Outrageously Alice
“What is it?” somebody said.
“Swat it, and see if it flies,” said someone else.
“Al, go upstairs and get human,” Lester told me.
Suddenly I rushed back up to my room, my face as red as ketchup. They didn’t think I was cute, they thought I was demented. I caught one glimpse of myself in the mirror and ripped off the headdress.
Would I ever grow up? I wondered. This was the kind of thing I might have done back in fifth or sixth grade; I couldn’t believe I’d tried something so ridiculous now.
“Nice try,” Lester said later, and I did something even more stupid. I got up and slammed my door.
The next morning I set off for school, camera in my book bag, to make my second try at getting a life. At noon, however, something happened I didn’t expect. There’s a new guy, Justin Collier, who’s in my English class. He’s not quite as good-looking as Mr. Everett, but he’s tall and looks as though he’d be a lot of fun. He was passing our table in the cafeteria with two other boys and stopped to kid around with us. Elizabeth was really thrilled.
“Hey, Green Eyes, you’re in my English class, aren’t you?” Justin asked me.
“You’re just now noticing her?” Pamela quipped. She had her eye on Justin too.
“Hey, gimme a break! I’m a transfer student,” Justin said. “My dad’s in the navy.”
“So we’re supposed to salute?” Pamela asked. I mean, when Pamela’s on the prowl, you know it.
“Whooaa!” said Justin. “Who’s the babe with the blue eyes and the sassy mouth?”
“Pamela Jones,” I said. “I’m Alice, and this is Elizabeth.”
“Hi,” Elizabeth said, and smiled.
“Hi, Pamela Alice Elizabeth,” said one of the other boys, trying to balance his empty tray on Elizabeth’s head. She giggled.
“Anyway, I was supposed to get a course outline and never did. I wondered if I could borrow yours and make a copy,” Justin said.
“That’s one of the oldest lines in the book! Alice, don’t fall for that,” said Pamela.
“Hey, Blue Eyes, what’d I ever do to you?” Justin said. “I need it! I’ll take it to the library, make a copy, and bring it right back.”
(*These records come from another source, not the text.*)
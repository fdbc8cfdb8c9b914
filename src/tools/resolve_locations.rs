//! resolve_locations：并发地理编码全部未解析景点；每个分支失败后用简化查询再试一次

use async_trait::async_trait;
use serde_json::Value;
use tokio_util::sync::CancellationToken;

use std::sync::Arc;

use crate::core::{LocationReport, RuntimeState, TaskScheduler, ToolOutput};
use crate::itinerary::{GeoPoint, SpotBlock};
use crate::providers::{Geocoder, ProviderError};
use crate::tools::{names, Tool, ToolError};

/// 去掉括号内容后取第一个逗号前的部分；与原查询相同时退回景点标题
pub(crate) fn simplify_query(query: &str, title: &str) -> Option<String> {
    let mut stripped = String::with_capacity(query.len());
    let mut depth = 0usize;
    for c in query.chars() {
        match c {
            '(' => depth += 1,
            ')' => depth = depth.saturating_sub(1),
            _ if depth == 0 => stripped.push(c),
            _ => {}
        }
    }
    let original = query.trim();
    let head = stripped.split(',').next().unwrap_or("").trim();
    let candidate = if !head.is_empty() && head != original {
        head
    } else {
        title.trim()
    };
    (!candidate.is_empty() && candidate != original).then(|| candidate.to_string())
}

async fn geocode_spot(
    geocoder: &dyn Geocoder,
    spot: SpotBlock,
    cancel: &CancellationToken,
) -> Result<(String, Option<GeoPoint>), ProviderError> {
    match geocoder.geocode(&spot.place_query, cancel).await {
        Ok(point) => return Ok((spot.block_id, Some(point))),
        Err(ProviderError::Cancelled) => return Err(ProviderError::Cancelled),
        Err(e) => tracing::debug!(block = %spot.block_id, query = %spot.place_query, error = %e, "Geocode failed"),
    }
    let Some(simpler) = simplify_query(&spot.place_query, &spot.title) else {
        return Ok((spot.block_id, None));
    };
    match geocoder.geocode(&simpler, cancel).await {
        Ok(point) => Ok((spot.block_id, Some(point))),
        Err(ProviderError::Cancelled) => Err(ProviderError::Cancelled),
        Err(e) => {
            tracing::warn!(block = %spot.block_id, query = %simpler, error = %e, "Spot left unresolved");
            Ok((spot.block_id, None))
        }
    }
}

pub struct ResolveLocationsTool {
    geocoder: Arc<dyn Geocoder>,
    scheduler: Arc<TaskScheduler>,
}

impl ResolveLocationsTool {
    pub fn new(geocoder: Arc<dyn Geocoder>, scheduler: Arc<TaskScheduler>) -> Self {
        Self { geocoder, scheduler }
    }
}

#[async_trait]
impl Tool for ResolveLocationsTool {
    fn name(&self) -> &str {
        names::RESOLVE_LOCATIONS
    }

    fn description(&self) -> &str {
        "Look up coordinates for every spot of the current itinerary that has none yet. No args."
    }

    async fn execute(
        &self,
        _args: Value,
        state: &mut RuntimeState,
        cancel: &CancellationToken,
    ) -> Result<ToolOutput, ToolError> {
        if state.blocks().is_empty() {
            return Err(ToolError::Precondition(
                "no itinerary yet; call extract_itinerary first".to_string(),
            ));
        }
        let pending: Vec<SpotBlock> = state
            .spots()
            .iter()
            .filter(|s| !s.is_resolved())
            .cloned()
            .collect();

        if !pending.is_empty() {
            let geocoder = self.geocoder.as_ref();
            let results = self
                .scheduler
                .fan_out(pending, |spot| geocode_spot(geocoder, spot, cancel))
                .await;
            if cancel.is_cancelled() || results.iter().any(Result::is_err) {
                return Err(ToolError::Cancelled);
            }
            let updates: Vec<(String, Option<GeoPoint>)> =
                results.into_iter().filter_map(Result::ok).collect();
            state.apply_locations(&updates);
        }

        let spots = state.spots().to_vec();
        let unresolved: Vec<String> = spots
            .iter()
            .filter(|s| !s.is_resolved())
            .map(|s| s.block_id.clone())
            .collect();
        tracing::info!(
            spots = spots.len(),
            unresolved = unresolved.len(),
            "Locations resolved"
        );
        Ok(ToolOutput::ResolveLocations(LocationReport {
            resolved: spots.len() - unresolved.len(),
            unresolved,
            spots,
        }))
    }
}

#[cfg(test)]
mod tests {
    use super::*;
    use crate::providers::MockGeocoder;
    use crate::tools::testing::state_with_spots;
    use serde_json::json;

    #[test]
    fn test_simplify_query() {
        assert_eq!(
            simplify_query("Fushimi Inari Taisha, Kyoto, Japan", "Fushimi Inari").as_deref(),
            Some("Fushimi Inari Taisha")
        );
        assert_eq!(
            simplify_query("Kiyomizu-dera (Otowa falls)", "Kiyomizu Temple").as_deref(),
            Some("Kiyomizu-dera")
        );
        assert_eq!(
            simplify_query("Kiyomizu-dera", "Kiyomizu Temple").as_deref(),
            Some("Kiyomizu Temple")
        );
        assert_eq!(simplify_query("Nishiki", "Nishiki"), None);
    }

    #[tokio::test]
    async fn test_resolve_with_simplified_retry() {
        let geocoder = Arc::new(
            MockGeocoder::new()
                .with_place("Kinkaku-ji", 35.03, 135.72)
                .with_place("Gion, Kyoto", 35.0, 135.77),
        );
        let tool = ResolveLocationsTool::new(geocoder.clone(), Arc::new(TaskScheduler::new(2)));
        let mut state = state_with_spots(&[
            ("Kinkaku-ji", "Kinkaku-ji, Kyoto"),
            ("Gion", "Gion, Kyoto"),
            ("Secret Bar", "Unknown alley"),
        ]);

        let out = tool
            .execute(json!({}), &mut state, &CancellationToken::new())
            .await
            .unwrap();
        let ToolOutput::ResolveLocations(report) = out else {
            panic!("unexpected output");
        };
        assert_eq!(report.resolved, 2);
        assert_eq!(report.unresolved, vec!["b3".to_string()]);
        assert!(!state.locations_resolved());
        // 第一个景点原查询失败后用简化查询命中
        assert!(geocoder.calls().contains(&"Kinkaku-ji".to_string()));
        // 未命中的景点：原查询 + 标题各一次
        assert_eq!(geocoder.calls().iter().filter(|q| q.as_str() == "Secret Bar").count(), 1);
    }

    #[tokio::test]
    async fn test_resolved_spots_are_skipped() {
        let geocoder = Arc::new(MockGeocoder::new().with_place("Gion, Kyoto", 35.0, 135.77));
        let tool = ResolveLocationsTool::new(geocoder.clone(), Arc::new(TaskScheduler::default()));
        let mut state = state_with_spots(&[("Gion", "Gion, Kyoto")]);
        let token = CancellationToken::new();
        tool.execute(json!({}), &mut state, &token).await.unwrap();
        tool.execute(json!({}), &mut state, &token).await.unwrap();
        assert_eq!(geocoder.calls().len(), 1);
        assert!(state.locations_resolved());
    }

    #[tokio::test]
    async fn test_cancel_aborts_resolution() {
        let geocoder = Arc::new(MockGeocoder::new().with_delay(std::time::Duration::from_secs(5)));
        let tool = ResolveLocationsTool::new(geocoder, Arc::new(TaskScheduler::default()));
        let mut state = state_with_spots(&[("Gion", "Gion, Kyoto")]);
        let token = CancellationToken::new();
        let trigger = token.clone();
        tokio::spawn(async move {
            tokio::time::sleep(std::time::Duration::from_millis(10)).await;
            trigger.cancel();
        });
        let err = tool.execute(json!({}), &mut state, &token).await.unwrap_err();
        assert!(err.is_cancelled());
        assert!(state.spots()[0].location.is_none());
    }
}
“Never trust a guy six feet tall,” Pamela said, grinning.
“Ha! Never listen to a girl with blue on her eyes!” said Justin. “You girls always hang out together? The three hot mamas?”
We giggled some more.
“All but Elizabeth,” Pamela joked. “She’s going to be a nun.”
I couldn’t believe Pamela said that. It was as though she was jealous of Elizabeth, and was trying to put her down. First of all, it’s not necessarily true. And second, even if it was true, it made being a nun sound like an insult. I could almost feel Elizabeth shrinking beside me.
“No kidding?” Justin Collier looked at Elizabeth. They were all looking at Elizabeth, and her face was so red, she looked as though she had a fever.
Pamela noticed too, of course, and immediately tried to backpedal: “I mean, she’ll probably be one of those nuns who’s so hot, she’s kicked out of the convent, but …”
“Pamela, shut up,” I whispered.
Elizabeth was as angry as she was embarrassed.
“Don’t mind her,” she said to Justin. “She’s naturally hot. Her parents are nudists.”
I felt as though I were sitting between two erupting volcanoes. Pamela had never told us not to tell anyone about her parents, but somehow we just knew that the information was confidential.
Not anymore.
“Heeey!” said one of the boys, turning again to Pamela. “You go to those sunbather camps, huh?”
“Man, just tell me where you meet and give me a pair of binoculars,” said the third guy. They were all leering at Pamela.
I thought she’d go along with it. I thought she’d enjoy all the attention and laugh it off. Instead, Pamela leaned forward and stared around me to give Elizabeth a long, withering look. Elizabeth glared right back.
I quickly snatched my English outline from my notebook and gave it to Justin. “You can keep it till tomorrow, but be sure to give it back,” I said.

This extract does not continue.